What to do :: Check every line of the data for the string "StudentProfile" and copy the ones that have it.

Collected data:
--- START ---
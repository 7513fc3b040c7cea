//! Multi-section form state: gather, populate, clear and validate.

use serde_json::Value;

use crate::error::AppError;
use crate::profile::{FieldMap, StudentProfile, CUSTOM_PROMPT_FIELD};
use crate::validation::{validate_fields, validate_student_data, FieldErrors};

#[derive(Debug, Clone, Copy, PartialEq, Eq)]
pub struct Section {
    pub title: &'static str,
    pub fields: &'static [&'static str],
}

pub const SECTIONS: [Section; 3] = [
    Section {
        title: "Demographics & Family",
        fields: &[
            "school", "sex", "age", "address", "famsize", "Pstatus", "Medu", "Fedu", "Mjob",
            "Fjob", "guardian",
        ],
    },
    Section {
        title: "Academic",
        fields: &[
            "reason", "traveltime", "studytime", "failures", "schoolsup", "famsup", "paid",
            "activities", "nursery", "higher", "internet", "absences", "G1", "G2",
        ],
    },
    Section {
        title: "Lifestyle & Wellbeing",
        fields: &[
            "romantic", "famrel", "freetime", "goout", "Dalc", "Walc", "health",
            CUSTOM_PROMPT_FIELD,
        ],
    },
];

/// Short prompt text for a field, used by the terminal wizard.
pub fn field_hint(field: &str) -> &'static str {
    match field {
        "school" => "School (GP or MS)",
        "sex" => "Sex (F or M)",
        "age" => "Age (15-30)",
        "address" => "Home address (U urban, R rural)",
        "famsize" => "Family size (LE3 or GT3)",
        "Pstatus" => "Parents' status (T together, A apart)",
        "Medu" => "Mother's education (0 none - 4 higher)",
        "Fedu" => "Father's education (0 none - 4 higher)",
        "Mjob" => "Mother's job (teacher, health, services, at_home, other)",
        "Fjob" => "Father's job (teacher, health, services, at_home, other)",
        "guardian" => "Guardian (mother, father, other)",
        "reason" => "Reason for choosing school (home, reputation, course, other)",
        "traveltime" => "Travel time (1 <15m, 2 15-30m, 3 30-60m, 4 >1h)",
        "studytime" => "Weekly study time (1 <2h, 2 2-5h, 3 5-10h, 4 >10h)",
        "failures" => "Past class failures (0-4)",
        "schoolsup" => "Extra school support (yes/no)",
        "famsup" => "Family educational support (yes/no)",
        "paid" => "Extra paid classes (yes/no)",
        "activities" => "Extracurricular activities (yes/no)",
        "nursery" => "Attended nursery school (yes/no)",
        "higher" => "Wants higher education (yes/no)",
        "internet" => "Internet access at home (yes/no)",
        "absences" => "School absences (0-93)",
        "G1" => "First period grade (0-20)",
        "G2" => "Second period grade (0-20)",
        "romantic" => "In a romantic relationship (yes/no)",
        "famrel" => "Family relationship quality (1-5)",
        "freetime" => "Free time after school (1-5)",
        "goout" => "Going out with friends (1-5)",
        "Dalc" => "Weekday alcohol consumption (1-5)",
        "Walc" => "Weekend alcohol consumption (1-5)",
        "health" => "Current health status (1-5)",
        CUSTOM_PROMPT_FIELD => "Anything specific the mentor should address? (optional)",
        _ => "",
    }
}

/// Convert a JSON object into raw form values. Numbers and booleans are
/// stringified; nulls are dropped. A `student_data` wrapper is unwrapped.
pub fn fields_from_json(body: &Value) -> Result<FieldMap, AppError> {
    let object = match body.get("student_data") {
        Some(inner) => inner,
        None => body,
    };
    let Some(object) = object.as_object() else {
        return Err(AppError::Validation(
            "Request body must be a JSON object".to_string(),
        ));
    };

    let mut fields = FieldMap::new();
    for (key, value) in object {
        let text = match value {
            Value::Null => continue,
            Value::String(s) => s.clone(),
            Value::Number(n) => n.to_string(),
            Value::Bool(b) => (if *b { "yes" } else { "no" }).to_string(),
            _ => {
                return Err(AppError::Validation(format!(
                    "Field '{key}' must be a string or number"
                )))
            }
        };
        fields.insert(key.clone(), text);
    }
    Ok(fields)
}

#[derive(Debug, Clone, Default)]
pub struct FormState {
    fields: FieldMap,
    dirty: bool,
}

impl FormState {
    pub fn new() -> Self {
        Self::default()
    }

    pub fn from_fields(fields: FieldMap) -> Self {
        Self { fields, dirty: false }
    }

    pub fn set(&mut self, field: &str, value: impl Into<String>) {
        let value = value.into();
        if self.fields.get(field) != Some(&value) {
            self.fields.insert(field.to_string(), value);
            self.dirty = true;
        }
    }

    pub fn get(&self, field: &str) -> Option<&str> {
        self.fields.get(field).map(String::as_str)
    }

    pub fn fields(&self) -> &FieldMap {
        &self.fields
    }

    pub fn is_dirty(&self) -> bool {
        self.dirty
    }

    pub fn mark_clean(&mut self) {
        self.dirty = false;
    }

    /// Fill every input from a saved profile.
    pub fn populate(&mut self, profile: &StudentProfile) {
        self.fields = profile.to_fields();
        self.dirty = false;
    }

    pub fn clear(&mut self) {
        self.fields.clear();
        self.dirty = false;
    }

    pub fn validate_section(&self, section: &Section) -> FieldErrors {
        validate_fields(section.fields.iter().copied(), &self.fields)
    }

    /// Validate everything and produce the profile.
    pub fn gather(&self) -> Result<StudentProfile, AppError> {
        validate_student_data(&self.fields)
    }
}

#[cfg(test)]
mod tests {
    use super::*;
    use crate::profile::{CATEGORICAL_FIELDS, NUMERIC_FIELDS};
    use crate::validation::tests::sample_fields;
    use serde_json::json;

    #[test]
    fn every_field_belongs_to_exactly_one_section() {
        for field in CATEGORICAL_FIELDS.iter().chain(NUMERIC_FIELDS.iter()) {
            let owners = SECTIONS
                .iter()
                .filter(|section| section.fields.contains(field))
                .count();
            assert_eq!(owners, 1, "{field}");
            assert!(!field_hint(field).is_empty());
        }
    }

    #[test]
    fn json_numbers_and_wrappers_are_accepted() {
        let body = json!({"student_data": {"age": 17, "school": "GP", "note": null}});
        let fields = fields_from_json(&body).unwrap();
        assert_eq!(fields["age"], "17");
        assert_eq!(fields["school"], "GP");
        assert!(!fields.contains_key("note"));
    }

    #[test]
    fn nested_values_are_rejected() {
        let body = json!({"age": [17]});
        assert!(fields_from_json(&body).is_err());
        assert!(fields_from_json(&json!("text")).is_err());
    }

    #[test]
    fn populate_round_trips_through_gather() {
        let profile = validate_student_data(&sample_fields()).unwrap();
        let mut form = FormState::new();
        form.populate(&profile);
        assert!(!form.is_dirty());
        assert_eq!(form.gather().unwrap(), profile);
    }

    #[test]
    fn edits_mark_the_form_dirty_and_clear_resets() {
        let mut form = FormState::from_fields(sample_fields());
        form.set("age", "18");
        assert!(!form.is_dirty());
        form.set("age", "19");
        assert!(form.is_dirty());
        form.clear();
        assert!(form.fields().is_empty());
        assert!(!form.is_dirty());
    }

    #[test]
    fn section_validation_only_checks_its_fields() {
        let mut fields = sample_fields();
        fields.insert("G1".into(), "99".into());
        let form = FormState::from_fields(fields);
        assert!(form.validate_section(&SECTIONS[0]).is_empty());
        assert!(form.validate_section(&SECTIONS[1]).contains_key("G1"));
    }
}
--- END ---
Solution to the problem ::
use crate::profile::{FieldMap, StudentProfile, CUSTOM_PROMPT_FIELD};
    pub fn populate(&mut self, profile: &StudentProfile) {
    pub fn gather(&self) -> Result<StudentProfile, AppError> {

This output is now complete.